Q: How did you come up with the idea for Dutybound, and what inspired the world you write about?
A: Dutybound, or the Light Wings Epic in general, was inspired by a variety of different factors, but most notably my own wonderings of what life’s true purpose was or what my calling was to be.
You see, I survived a tragic accident when I was 4 years old. I was shot through the face by my younger brother in a gas station back in the old neighborhood I grew up in Houston.
This accident would have a profound effect on me and my way of thinking. I understood something most people I knew didn’t. I understood that our lives had purpose, that we all had a reason for living. A conviction, so to speak. A duty…
I didn’t grow up in the greatest of circumstances, and I can easily say I wasn’t taught the best morals. But I can’t really explain why my beliefs were shaped in this way, around this event that occurred so early in my life.
Since I was shot, I very much felt bound to a duty, a purpose I didn’t quite yet know or understand, and I think Light Wings is an expression of that. In a lot of ways, I was coping, struggling to understand the things happening in my life, but it was also me exploring and attempting to discover the source of my own morality within a world I was afraid of.
I created a whole world based on my own interpretations of the world I lived in, with its own belief and social structures in order to rationalize the things that happened to me, to see the bigger picture or grand scheme of things. All as an attempt to preserve what little hope I had in creating a better future for myself.
The world I knew then was not the world I wanted to live in, and I clung to this idea of surviving the darkest things possible in order to know what was truly right.
Q: This is the first of a series--did you know before you started writing this volume that the story would continue?
A: I actually intended for the Light Wings Epic to be one book with four parts. I originally wrote the entire series by hand before typing up the first Dutybound manuscript (then called Sinful Wishes) in high school. The first part came out to over 300 pages, so I was like “Oh dang, I’m going to have to split this up.”
So no, I did not intend to write a whole series, but I did intend to write an epic story (A LOT) which resulted in me creating the source material for at least three books.
Q: What do you hope readers take away from the book?
A: There is definitely something beneath the surface with Dutybound. It’s got a lot of layers to it.
Terestria is allegorical. Its world is void of magic. Its leaders are flawed, some corrupted.
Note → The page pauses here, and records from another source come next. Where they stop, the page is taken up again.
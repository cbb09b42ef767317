//! Process configuration loaded from environment variables.

use crate::constants::DEFAULT_POOL_GROUP;
use crate::context::{NameGenerationPolicy, SpecContext};
use crate::error::SpecError;
use edgelb_client::EdgeLbClient;
use std::env;
use std::sync::Arc;
use tracing::info;

/// Settings the embedding process supplies to the pool spec core.
#[derive(Debug, Clone, PartialEq)]
pub struct Config {
    /// `CLUSTER_NAME` (required)
    pub cluster_name: String,
    /// `EDGELB_POOL_GROUP`; an empty value disables grouping
    pub pool_group: Option<String>,
    /// `EDGELB_URL`; generated names are only checked for collisions when set
    pub edgelb_url: Option<String>,
    /// `EDGELB_TOKEN`
    pub edgelb_token: Option<String>,
    /// `EDGELB_NAME_MAX_ATTEMPTS`
    pub name_max_attempts: u32,
}

impl Config {
    /// Load configuration from the process environment.
    pub fn from_env() -> Result<Self, SpecError> {
        Self::from_lookup(|key| env::var(key).ok())
    }

    /// Load configuration through `lookup` instead of the process environment.
    pub fn from_lookup<F>(lookup: F) -> Result<Self, SpecError>
    where
        F: Fn(&str) -> Option<String>,
    {
        let cluster_name = lookup("CLUSTER_NAME")
            .filter(|v| !v.trim().is_empty())
            .ok_or_else(|| SpecError::InvalidConfig("CLUSTER_NAME environment variable is required".to_string()))?;

        let pool_group = match lookup("EDGELB_POOL_GROUP") {
            Some(group) if group.is_empty() => None,
            Some(group) => Some(group),
            None => Some(DEFAULT_POOL_GROUP.to_string()),
        };

        let name_max_attempts = match lookup("EDGELB_NAME_MAX_ATTEMPTS") {
            Some(raw) => match raw.trim().parse::<u32>() {
                Ok(n) if n > 0 => n,
                _ => {
                    return Err(SpecError::InvalidConfig(format!(
                        "EDGELB_NAME_MAX_ATTEMPTS must be a positive integer, got {:?}",
                        raw
                    )));
                }
            },
            None => NameGenerationPolicy::default().max_attempts,
        };

        Ok(Self {
            cluster_name,
            pool_group,
            edgelb_url: lookup("EDGELB_URL").filter(|v| !v.is_empty()),
            edgelb_token: lookup("EDGELB_TOKEN").filter(|v| !v.is_empty()),
            name_max_attempts,
        })
    }

    /// Build the spec context, connecting to Edge-LB when a URL is configured.
    pub fn into_context(self) -> Result<SpecContext, SpecError> {
        info!("Configuration:");
        info!("  Cluster name: {}", self.cluster_name);
        info!("  Pool group: {}", self.pool_group.as_deref().unwrap_or("none"));
        info!("  Edge-LB URL: {}", self.edgelb_url.as_deref().unwrap_or("not configured"));

        let policy = NameGenerationPolicy {
            max_attempts: self.name_max_attempts,
            ..Default::default()
        };
        let mut ctx = SpecContext::new(self.cluster_name)
            .with_pool_group(self.pool_group)
            .with_name_policy(policy);

        if let Some(url) = self.edgelb_url {
            let client = EdgeLbClient::new(url, self.edgelb_token)?;
            ctx = ctx.with_registry(Arc::new(client));
        }

        Ok(ctx)
    }
}
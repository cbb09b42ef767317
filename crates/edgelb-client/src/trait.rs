//! EdgeLbClient trait for mocking
//!
//! The concrete EdgeLbClient implements this trait; the pool name generator
//! only ever talks to `dyn EdgeLbClientTrait`, so tests can swap in a mock.

use crate::error::EdgeLbError;
use crate::models::Pool;

/// Trait for Edge-LB API client operations
///
/// All async methods must be `Send` to work with Tokio's work-stealing runtime.
#[async_trait::async_trait]
pub trait EdgeLbClientTrait: Send + Sync {
    /// Get the base URL
    fn base_url(&self) -> &str;

    /// Check that the Edge-LB API is reachable
    async fn ping(&self) -> Result<(), EdgeLbError>;

    /// Look a pool up by name
    ///
    /// Returns `EdgeLbError::NotFound` when no pool with that name exists.
    async fn get_pool(&self, name: &str) -> Result<Pool, EdgeLbError>;
}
We have these youths with beliefs imposed upon them, beliefs that distort their perceptions of the world and their identities, very much like the world we live in today.
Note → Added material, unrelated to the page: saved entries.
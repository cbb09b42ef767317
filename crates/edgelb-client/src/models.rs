//! Edge-LB API models
//!
//! These models match the Edge-LB v2 pool API.
//! Only the fields the pool specification core reads are modelled strictly;
//! everything else is kept as raw JSON.

use serde::{Deserialize, Serialize};

/// Pool model returned by `GET /v2/pools/{name}`
#[derive(Debug, Clone, Serialize, Deserialize, PartialEq)]
#[serde(rename_all = "camelCase")]
pub struct Pool {
    /// Pool name
    pub name: String,
    /// Edge-LB group the pool is installed under
    #[serde(default, skip_serializing_if = "Option::is_none")]
    pub namespace: Option<String>,
    /// Mesos role
    #[serde(default)]
    pub role: String,
    /// CPUs per instance
    #[serde(default)]
    pub cpus: f64,
    /// Memory in MB
    #[serde(default)]
    pub mem: i32,
    /// Number of load balancer instances
    #[serde(default)]
    pub count: i32,
    /// Marathon-style placement constraints
    #[serde(default, skip_serializing_if = "Option::is_none")]
    pub constraints: Option<String>,
    /// Virtual networks the pool joins; empty means the host network
    #[serde(default, skip_serializing_if = "Vec::is_empty")]
    pub virtual_networks: Vec<VirtualNetwork>,
    /// Cloud provider configuration, opaque to this client
    #[serde(default, skip_serializing_if = "Option::is_none")]
    pub cloud_provider: Option<serde_json::Value>,
}

/// Virtual network a pool is attached to
#[derive(Debug, Clone, Serialize, Deserialize, PartialEq, Eq)]
pub struct VirtualNetwork {
    /// Network name
    pub name: String,
}

impl Pool {
    /// Create a minimal pool description (used by mocks and tests)
    pub fn new(name: impl Into<String>, role: impl Into<String>) -> Self {
        Self {
            name: name.into(),
            namespace: None,
            role: role.into(),
            cpus: 0.1,
            mem: 128,
            count: 1,
            constraints: None,
            virtual_networks: Vec::new(),
            cloud_provider: None,
        }
    }
}
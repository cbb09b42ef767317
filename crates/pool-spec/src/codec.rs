//! Reading and writing pool specifications stored in resource annotations.
//!
//! Decoding happens in two stages. The `decode_*` functions perform a strict
//! structural decode of the annotation value and reject unknown fields. The
//! `get_*` functions read the annotation off a resource, decode it, then
//! default and validate the result against that resource.
//!
//! Unknown fields are checked explicitly at the top level because `BaseSpec`
//! is flattened into the resource-specific specs, which serde cannot combine
//! with `deny_unknown_fields`. Nested objects deny unknown fields themselves.

use crate::base::{resource_spec_fields, BaseSpec, BASE_SPEC_FIELDS};
use crate::constants::EDGELB_POOL_CONFIG_ANNOTATION;
use crate::context::SpecContext;
use crate::error::SpecError;
use crate::ingress::IngressSpec;
use crate::service::ServiceSpec;
use k8s_openapi::api::core::v1::Service;
use k8s_openapi::api::networking::v1::Ingress;
use kube::ResourceExt;
use serde::de::DeserializeOwned;
use serde::Serialize;
use serde_yaml::Value;
use tracing::debug;

fn decode_error(message: impl ToString) -> SpecError {
    SpecError::Decode {
        key: EDGELB_POOL_CONFIG_ANNOTATION.to_string(),
        message: message.to_string(),
    }
}

fn decode_strict<T: DeserializeOwned + Default>(raw: &str, known_fields: &[&str]) -> Result<T, SpecError> {
    if raw.trim().is_empty() {
        return Ok(T::default());
    }

    let value: Value = serde_yaml::from_str(raw).map_err(decode_error)?;
    let mapping = match &value {
        Value::Null => return Ok(T::default()),
        Value::Mapping(mapping) => mapping,
        _ => return Err(decode_error("expected a mapping of pool configuration fields")),
    };

    for key in mapping.keys() {
        match key.as_str() {
            Some(field) if known_fields.contains(&field) => {}
            Some(field) => {
                return Err(decode_error(format!(
                    "unknown field `{}`, expected one of {}",
                    field,
                    known_fields.join(", ")
                )));
            }
            None => return Err(decode_error(format!("field names must be strings, found {:?}", key))),
        }
    }

    serde_yaml::from_value(value).map_err(decode_error)
}

/// Strictly decode the shared pool fields.
pub fn decode_base_spec(raw: &str) -> Result<BaseSpec, SpecError> {
    decode_strict(raw, BASE_SPEC_FIELDS)
}

/// Strictly decode an Ingress pool spec. Blank input decodes to an empty spec.
pub fn decode_ingress_spec(raw: &str) -> Result<IngressSpec, SpecError> {
    decode_strict(raw, &resource_spec_fields())
}

/// Strictly decode a Service pool spec. Blank input decodes to an empty spec.
pub fn decode_service_spec(raw: &str) -> Result<ServiceSpec, SpecError> {
    decode_strict(raw, &resource_spec_fields())
}

fn annotation<K: ResourceExt>(resource: &K) -> Option<&str> {
    resource
        .annotations()
        .get(EDGELB_POOL_CONFIG_ANNOTATION)
        .map(String::as_str)
}

/// Resolve the pool spec of an Ingress: decode its annotation, then default
/// and validate it.
pub async fn get_ingress_spec(ingress: &Ingress, ctx: &SpecContext) -> Result<IngressSpec, SpecError> {
    let mut spec = decode_ingress_spec(annotation(ingress).unwrap_or_default())?;
    spec.validate(ingress, ctx).await?;
    debug!(
        ingress = %ingress.name_any(),
        namespace = %ingress.namespace().unwrap_or_default(),
        pool = spec.base.name().unwrap_or_default(),
        "Resolved Ingress pool spec"
    );
    Ok(spec)
}

/// Resolve the pool spec of a Service: decode its annotation, then default
/// and validate it.
pub async fn get_service_spec(service: &Service, ctx: &SpecContext) -> Result<ServiceSpec, SpecError> {
    let mut spec = decode_service_spec(annotation(service).unwrap_or_default())?;
    spec.validate(service, ctx).await?;
    debug!(
        service = %service.name_any(),
        namespace = %service.namespace().unwrap_or_default(),
        pool = spec.base.name().unwrap_or_default(),
        "Resolved Service pool spec"
    );
    Ok(spec)
}

/// Stored Ingress pool spec, as written by a previous `set_ingress_spec`.
///
/// Nothing is defaulted. Returns `None` when the annotation is absent or blank.
pub fn previous_ingress_spec(ingress: &Ingress) -> Result<Option<IngressSpec>, SpecError> {
    match annotation(ingress) {
        Some(raw) if !raw.trim().is_empty() => decode_ingress_spec(raw).map(Some),
        _ => Ok(None),
    }
}

/// Stored Service pool spec, as written by a previous `set_service_spec`.
///
/// Nothing is defaulted. Returns `None` when the annotation is absent or blank.
pub fn previous_service_spec(service: &Service) -> Result<Option<ServiceSpec>, SpecError> {
    match annotation(service) {
        Some(raw) if !raw.trim().is_empty() => decode_service_spec(raw).map(Some),
        _ => Ok(None),
    }
}

fn set_annotation<K: ResourceExt, S: Serialize>(resource: &mut K, spec: &S) -> Result<(), SpecError> {
    let raw = serde_yaml::to_string(spec)?;
    resource
        .annotations_mut()
        .insert(EDGELB_POOL_CONFIG_ANNOTATION.to_string(), raw);
    Ok(())
}

/// Store the resolved spec in the Ingress' pool configuration annotation.
pub fn set_ingress_spec(ingress: &mut Ingress, spec: &IngressSpec) -> Result<(), SpecError> {
    set_annotation(ingress, spec)
}

/// Store the resolved spec in the Service's pool configuration annotation.
pub fn set_service_spec(service: &mut Service, spec: &ServiceSpec) -> Result<(), SpecError> {
    set_annotation(service, spec)
}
The story, as a whole, draws on a lot of personal experience, growing up on one side of the socioeconomic spectrum and exploring how the consequences of one generation’s actions can affect the next, but it's very much a coming-of-power story.
Power is tightly correlated with knowledge, and knowledge is the only way the virtues can come into existence. When the truth is distorted and knowledge is manipulated, the consequences can be devastating. But when used correctly, it can be just, powerful, and become your ultimate strength in the face of all adversity.
These characters have to find their own truths, their identities and virtue beyond what they were told to believe to be true. And in many ways, I want to encourage readers to do the same. We are more than the lives we are born into, and our purposes are not defined by what we’re told but rather what we know to be true.
The quest for knowledge is a quest for power. Only you can decide what you can do with the truth once you have it. That’s all that matters. Understanding who you are is just the beginning of understanding your life’s purpose.
So, I hope Dutybound readers get the chance to question the things happening in their own lives and inspire a sense of conviction, rooted in the faith of oneself rather than the circumstances they live in.
Q: What are some of your favorite books?
A: I absolutely love the classics. When I first started writing, I drew inspiration from Edgar Allan Poe, Jack London, and F. Scott Fitzgerald.
But growing up I absolutely loved Harry Potter and a Series of Unfortunate Events. Before starting on writing the prose that would eventually become the start of the Light Wings Epic, I had just finished Harry Potter and the Deathly Hallows.
At the time, I had been working on a series of video game concepts for a role-playing game I wanted to create, but I was very much inspired by the final Harry Potter book to write a story of my own. So I took the narrative from my video game concepts and started putting it to prose.
Q: What are you working on now?
A: I am currently working on the follow-up to Dutybound. Light Wings Epic Vol. 2 will be called Bloodbound and will take place mostly on the lands north of Aldric, beyond the sea.
There is so much more of Terestria to see: deserts, tundras, mountains, caves. I’m excited to give readers their first glimpses into the independent province of Gracile and Empire of Argania. There is a lot to be excited about.
What I’m most excited about is introducing the new characters and building on my band of heroes. The tone is definitely different as well. After everything the characters have gone through in Vol. 1, they’ll have a different attitude and approach to the challenges they face.
Q: Anything else we should know?
A: Another huge inspiration to the Light Wings Epic, and Dutybound, is music. Maybe one day, I’ll release a mix of all the songs I listened to writing this book. Many of which I remember vividly.
My creative process wouldn’t be what it is without music. To set the tone, the scene, and even rhythmically with its pacing, music very much played its part in the creation of Dutybound. It was and has always been the ultimate muse for my craft.